For a while I have known about the Inversion Of Control movement but never really understood it until now. I have used frameworks like Avalon, which place an emphasis on inverting control to a lightweight container. This container configures, start, dispatches invocation (performing argument validation to free the code from that), and shutting down the component. In between it provides concurrency management enabling the component to deal exclusively with business domain logic. Now I fully apprehend the IoC concept and I support it. If only the specification over at JCP can reflect this thought pattern things would be great for the enterprise developer community.
Wednesday, August 04, 2004
Simplifying object lookup in J2EE
Having worked with JNDI and CORBA's naming service (or IOR string object narrowing) in the past, and having experienced the cumbersome nature of simply resolving an object:
- In CORBA's naming service you either have to register your component at startup (preferably using an LDAP based service) and know the compound name for later retrieval. Or use the IOR string by narrowing it into an object. At a previous installation we hade a servlet that served the IOR string based on the name from a request parameter. This is not at all clean; it introduced a troublesome dependency with an unreliable web-based service.

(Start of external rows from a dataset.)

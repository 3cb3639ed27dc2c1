//! Modbus TCP transport layer
//!
//! Frames requests with an MBAP header, performs one request/response
//! exchange at a time over a single `TcpStream`, and reports raw failures.
//! The transport never retries and never reconnects on its own: after any
//! I/O failure or timeout the socket is dropped and the next request fails
//! with [`ModbusError::NotConnected`] until the owner calls `connect` again.

use std::future::Future;
use std::time::Duration;

use bytes::{BufMut, BytesMut};
use tokio::io::{AsyncReadExt, AsyncWriteExt};
use tokio::net::TcpStream;
use tokio::time::timeout;
use tracing::{debug, info, warn};

use crate::constants::{MAX_MBAP_LENGTH, MBAP_HEADER_LEN, MODBUS_PROTOCOL_ID};
use crate::error::{ModbusError, ModbusResult};
use crate::logging::{log_packet, PacketDirection};
use crate::pdu::ModbusPdu;
use crate::protocol::{ModbusRequest, ModbusResponse, UnitId};

/// Counters for one transport instance
#[derive(Debug, Clone, Copy, Default, PartialEq, Eq)]
pub struct TransportStats {
    pub requests_sent: u64,
    pub responses_received: u64,
    pub errors: u64,
    pub timeouts: u64,
    pub bytes_sent: u64,
    pub bytes_received: u64,
}

/// Frame-level transport: one request in, one response out.
///
/// Implementations are driven through `&mut self`; the register client puts
/// the transport behind a mutex so exchanges are serialized.
pub trait ModbusTransport: Send + Sync {
    /// Establish the session if it is not already up
    fn connect(&mut self) -> impl Future<Output = ModbusResult<()>> + Send;

    /// Send a request and wait for its response
    fn request(
        &mut self,
        request: &ModbusRequest,
    ) -> impl Future<Output = ModbusResult<ModbusResponse>> + Send;

    /// Whether a session is currently open
    fn is_connected(&self) -> bool;

    /// Close the session
    fn close(&mut self) -> impl Future<Output = ModbusResult<()>> + Send;

    /// Transport counters
    fn get_stats(&self) -> TransportStats;
}

/// Modbus TCP transport over a lazily opened `TcpStream`
#[derive(Debug)]
pub struct TcpTransport {
    endpoint: String,
    stream: Option<TcpStream>,
    timeout: Duration,
    next_transaction_id: u16,
    stats: TransportStats,
    packet_logging: bool,
}

impl TcpTransport {
    /// Create a transport for `host:port`. No connection is made yet.
    pub fn new(endpoint: impl Into<String>, timeout: Duration) -> Self {
        Self {
            endpoint: endpoint.into(),
            stream: None,
            timeout,
            next_transaction_id: 1,
            stats: TransportStats::default(),
            packet_logging: false,
        }
    }

    /// Remote endpoint
    pub fn endpoint(&self) -> &str {
        &self.endpoint
    }

    /// Per-operation timeout
    pub fn timeout(&self) -> Duration {
        self.timeout
    }

    /// Enable or disable hex tracing of every frame
    pub fn set_packet_logging(&mut self, enabled: bool) {
        self.packet_logging = enabled;
    }

    fn next_transaction_id(&mut self) -> u16 {
        let id = self.next_transaction_id;
        self.next_transaction_id = self.next_transaction_id.wrapping_add(1);
        id
    }

    fn timeout_ms(&self) -> u64 {
        self.timeout.as_millis() as u64
    }

    fn drop_connection(&mut self, reason: &ModbusError) {
        if self.stream.take().is_some() {
            warn!("Dropping connection to {}: {}", self.endpoint, reason);
        }
    }
}

/// Encode `request` as a complete MBAP frame
pub fn encode_frame(transaction_id: u16, request: &ModbusRequest) -> ModbusResult<BytesMut> {
    let pdu = request.to_pdu()?;
    let mut frame = BytesMut::with_capacity(MBAP_HEADER_LEN + 1 + pdu.len());
    frame.put_u16(transaction_id);
    frame.put_u16(MODBUS_PROTOCOL_ID);
    frame.put_u16((pdu.len() + 1) as u16);
    frame.put_u8(request.unit_id);
    frame.put_slice(pdu.as_slice());
    Ok(frame)
}

/// Raw response frame: header fields plus the bytes after the unit id
struct RawFrame {
    transaction_id: u16,
    unit_id: UnitId,
    pdu: Vec<u8>,
}

async fn exchange(stream: &mut TcpStream, frame: &[u8]) -> ModbusResult<RawFrame> {
    stream.write_all(frame).await?;

    // [Transaction ID(2)][Protocol ID(2)][Length(2)] then [Unit ID(1)][PDU(N)]
    let mut header = [0u8; MBAP_HEADER_LEN];
    stream.read_exact(&mut header).await?;

    let transaction_id = u16::from_be_bytes([header[0], header[1]]);
    let protocol_id = u16::from_be_bytes([header[2], header[3]]);
    let length = u16::from_be_bytes([header[4], header[5]]) as usize;

    if protocol_id != MODBUS_PROTOCOL_ID {
        return Err(ModbusError::protocol(format!(
            "Invalid protocol id {}",
            protocol_id
        )));
    }
    // Unit id + at least a function code
    if !(2..=MAX_MBAP_LENGTH).contains(&length) {
        return Err(ModbusError::protocol(format!(
            "Invalid MBAP length {}",
            length
        )));
    }

    let mut body = vec![0u8; length];
    stream.read_exact(&mut body).await?;

    Ok(RawFrame {
        transaction_id,
        unit_id: body[0],
        pdu: body.split_off(1),
    })
}

impl ModbusTransport for TcpTransport {
    async fn connect(&mut self) -> ModbusResult<()> {
        if self.stream.is_some() {
            return Ok(());
        }

        debug!("TCP connecting: {}", self.endpoint);
        match timeout(self.timeout, TcpStream::connect(&self.endpoint)).await {
            Ok(Ok(stream)) => {
                if let Err(e) = stream.set_nodelay(true) {
                    debug!("TCP_NODELAY: {}", e);
                }
                info!("Connected to {}", self.endpoint);
                self.stream = Some(stream);
                Ok(())
            }
            Ok(Err(e)) => Err(ModbusError::connection(format!(
                "Failed to connect to {}: {}",
                self.endpoint, e
            ))),
            Err(_) => {
                self.stats.timeouts += 1;
                Err(ModbusError::timeout(
                    format!("Connection to {}", self.endpoint),
                    self.timeout_ms(),
                ))
            }
        }
    }

    async fn request(&mut self, request: &ModbusRequest) -> ModbusResult<ModbusResponse> {
        if self.stream.is_none() {
            return Err(ModbusError::NotConnected);
        }

        let transaction_id = self.next_transaction_id();
        let frame = encode_frame(transaction_id, request)?;
        let timeout_ms = self.timeout_ms();

        if self.packet_logging {
            log_packet(PacketDirection::Sent, &self.endpoint, &frame);
        }

        let outcome = match self.stream.as_mut() {
            Some(stream) => timeout(self.timeout, exchange(stream, &frame)).await,
            None => return Err(ModbusError::NotConnected),
        };
        self.stats.requests_sent += 1;
        self.stats.bytes_sent += frame.len() as u64;

        let raw = match outcome {
            Ok(Ok(raw)) => raw,
            Ok(Err(e)) => {
                self.stats.errors += 1;
                self.drop_connection(&e);
                return Err(e);
            }
            Err(_) => {
                let e = ModbusError::timeout(
                    format!(
                        "FC{:02X} at {} on {}",
                        request.function.to_u8(),
                        request.address,
                        self.endpoint
                    ),
                    timeout_ms,
                );
                self.stats.timeouts += 1;
                self.drop_connection(&e);
                return Err(e);
            }
        };

        self.stats.responses_received += 1;
        self.stats.bytes_received += (MBAP_HEADER_LEN + 1 + raw.pdu.len()) as u64;

        if self.packet_logging {
            log_packet(PacketDirection::Received, &self.endpoint, &raw.pdu);
        }

        if raw.transaction_id != transaction_id {
            let e = ModbusError::protocol(format!(
                "Transaction id mismatch: sent {}, received {}",
                transaction_id, raw.transaction_id
            ));
            self.stats.errors += 1;
            self.drop_connection(&e);
            return Err(e);
        }
        if raw.unit_id != request.unit_id {
            debug!(
                "Unit id {} answered request for unit {}",
                raw.unit_id, request.unit_id
            );
        }

        let response = ModbusPdu::from_slice(&raw.pdu)
            .and_then(|pdu| ModbusResponse::from_pdu(raw.unit_id, pdu))
            .and_then(|response| {
                if response.function == request.function {
                    Ok(response)
                } else {
                    Err(ModbusError::protocol(format!(
                        "Response FC{:02X} to request FC{:02X}",
                        response.function.to_u8(),
                        request.function.to_u8()
                    )))
                }
            });

        // Exceptions leave the session in step; anything else means it is not
        if let Err(e) = &response {
            self.stats.errors += 1;
            if e.is_connectivity_error() {
                self.drop_connection(e);
            }
        }
        response
    }

    fn is_connected(&self) -> bool {
        self.stream.is_some()
    }

    async fn close(&mut self) -> ModbusResult<()> {
        if let Some(mut stream) = self.stream.take() {
            info!("Closing connection to {}", self.endpoint);
            stream.shutdown().await?;
        }
        Ok(())
    }

    fn get_stats(&self) -> TransportStats {
        self.stats
    }
}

- JNDI I hate also because you still need to encode (albeit you can configure it on your component's descriptor file) it inside your code and perform the lookup with that string name. This code is pretty substantial and cumbersome if you have to use a fair amount of resource objects.
What I would like to have as part of the J2EE specification is the ability to have bean style properties of a resource/component/etc I am writing and configuring this on my descriptor file as simple properties. The JNDI name of the said resource/component/etc will be used on the property value. The Object type translation should performed automatically by the configuration framework.
Consider:
public class MySessionBean implement SessionBean {
private UserTableEntity mUserTableEntity;
// The rest of the code goes below
//...
public void setUserTableEntity
(UserTableEntity pUserTableEntity) {
mUserTableEntity = pUserTableEntity;
}
public UserTableEntity getUserTableEntity() {
return mUserTableEntity;
}
}
On the descriptor you then link the entity onto this session bean using the entity's JNDI name as the value. Instead of finding this value from the context (which you currently do and proceed to resolve it and cast it to its class type, hmmm...), all this work will be done for you whenever the object is started/activated or loaded.
This can be easily done on all type of components (servlet, ejb, message beans, etc) that are configurable in a J2EE environment.